We screamed obscenities at each other for a couple more horrendous minutes, which was the absolute low point. Well, no, the scenario worsened in a lot of ways in the minutes and hours after that, but I, at least, had reason to feel better. Because it wasn’t my moral degeneracy that was catching. The thing we were overdosing on was jumping to judgmental conclusions. And the thing that was contagious was… an actual thing that was contagious.

Remember when they told Flip at the hospital I had “food poisoning?” What I didn’t know was they’d also told him if anyone else had come down with it, they’d have called it the “stomach flu” instead.

This is how I got the nickname Typhoid Daron.


(I’m home from my final gig of the year! No more appearances until 2017. Phew. Now I can get ahead on work again and hopefully build up enough backlog of DGC chapters to carry us through my vacation trip to Japan at the end of September! Meanwhile look for THREE chapters this week since you may note the Donation Meter is at $100! I’ll transfer those funds out later today and queue up a chapter for Saturday!

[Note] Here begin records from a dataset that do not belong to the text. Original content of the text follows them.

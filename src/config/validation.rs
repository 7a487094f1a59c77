use super::{ClientConfig, ConfigError};
use reqwest::header::HeaderValue;
use url::Url;

impl ClientConfig {
    pub fn validate(&self) -> Result<(), ConfigError> {
        for (name, endpoint) in [
            ("custom_metrics", &self.endpoints.custom_metrics),
            ("annotation_event", &self.endpoints.annotation_event),
            ("deploy_event", &self.endpoints.deploy_event),
        ] {
            let url = Url::parse(endpoint).map_err(|e| {
                ConfigError::InvalidUrl(format!("Invalid {name} endpoint URL '{endpoint}': {e}"))
            })?;

            if !matches!(url.scheme(), "http" | "https") {
                return Err(ConfigError::InvalidUrl(format!(
                    "Unsupported scheme '{}' for {name} endpoint",
                    url.scheme()
                )));
            }
        }

        if self.timeout.is_zero() {
            return Err(ConfigError::InvalidConfig(
                "Request timeout must be greater than 0".to_string(),
            ));
        }

        if self.connect_timeout.is_zero() {
            return Err(ConfigError::InvalidConfig(
                "Connect timeout must be greater than 0".to_string(),
            ));
        }

        if self.user_agent.is_empty() || HeaderValue::from_str(&self.user_agent).is_err() {
            return Err(ConfigError::InvalidConfig(format!(
                "User agent is not a valid header value: {:?}",
                self.user_agent
            )));
        }

        Ok(())
    }
}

Thanks to all who chipped in! -ctan)


11 Comments

  • Jude says:

    HelLO extremely contagious norovirus.

    Annnnnd leaping-to-conclusions asshole Remo who needs to go soak his goddamn head for a while after having it up his ass for so long.

  • steve says:

    You know, I THOUGHT it sounded like norovirus, but I also thought, well, then everyone would be sick.

    Oh, but I forgot, rock stars don’t just get sick like regular people.

    • daron says:

      Oh believe me we definitely get sick like regular people because the damn virus worked exactly like it should: First person in a group who shows the symptoms (moi) has been spreading it for 24-48 hours already. Everyone else who came in contact then gets about 48 hours before their own symptoms kick in. The symptoms take about 24 hours to run their course, and then you’re still contagious for another 72 hours. Or so I was about to learn.

  • G says:

    Omigod, can this tour get any worse? Hopefully things will quiet down when whatever is happening is discovered and cured. Then Remo can get off of everyone’s case about being moral degenerates and relax for a minute.

    I can see why he’s upset if he’s just thinking you guys are doing this to yourselves; hopefully he’ll feel better knowing that’s not the case. But I wonder if what he’s saying and how he’s behaving really shows deeper issues and concerns he has about you and some of the other guys. He’s making huge assumptions, I think, that every sickness is related to drugs or alcohol, even though those are possibilities based on past behavior – and he’s just freaking out. Between this tour and his family issues, Remo’s having a tough time. I kind of feel sorry for him.

    That being said, neither of you is handling this whole thing well. This is such a stressful tour. Geez.

  • s says:

    So did you tell Remo that he’s throwing a shit-fit over a virus? ‘Cause I’m kinda looking forward seeing his reaction to that. Something tells me he wouldn’t believe it until/unless he’s the one that’s sick, but I always get a kick out of watching people backtrack.

    In all honest, you could all do with some time away from the bottle, even if that’s not the cause of this particular incident. Alcohol is certainly not going to help you when you are sick, and if you are passing the bottle around, you’re probably all going to get it. Also, someone needs to do some disinfecting on that bus.

    • Bill Heath says:

      1. Flip, not Daron, is the one who needs to talk to Remo about a virus.

      2. Putting Daron and Alan on a clear liquid diet for a few days might help.

      3. Vodka is a clear liquid.

    • daron says:

      Poor Alan — if he’d been a pothead instead of a drinker when he started to feel like crap he would’ve ended up like me and instead of puking it would’ve all come out the other end. Which is the only explanation for why I didn’t puke my guts out.